//! Durable state for the position monitor.
//!
//! - `SnapshotFile`: full-rewrite JSON snapshot of open positions
//! - `CompletedTradeLog`: append-only JSON Lines log of terminated trades

pub mod error;
pub mod snapshot;
pub mod writer;

pub use error::{PersistenceError, PersistenceResult};
pub use snapshot::SnapshotFile;
pub use writer::CompletedTradeLog;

Your task ▸
Everything before the line containing "of terminated trades" stays out. Write out that line and the rest of the entries exactly.

Output ▸
//! - `CompletedTradeLog`: append-only JSON Lines log of terminated trades

pub mod error;
pub mod snapshot;
pub mod writer;

pub use error::{PersistenceError, PersistenceResult};
pub use snapshot::SnapshotFile;
pub use writer::CompletedTradeLog;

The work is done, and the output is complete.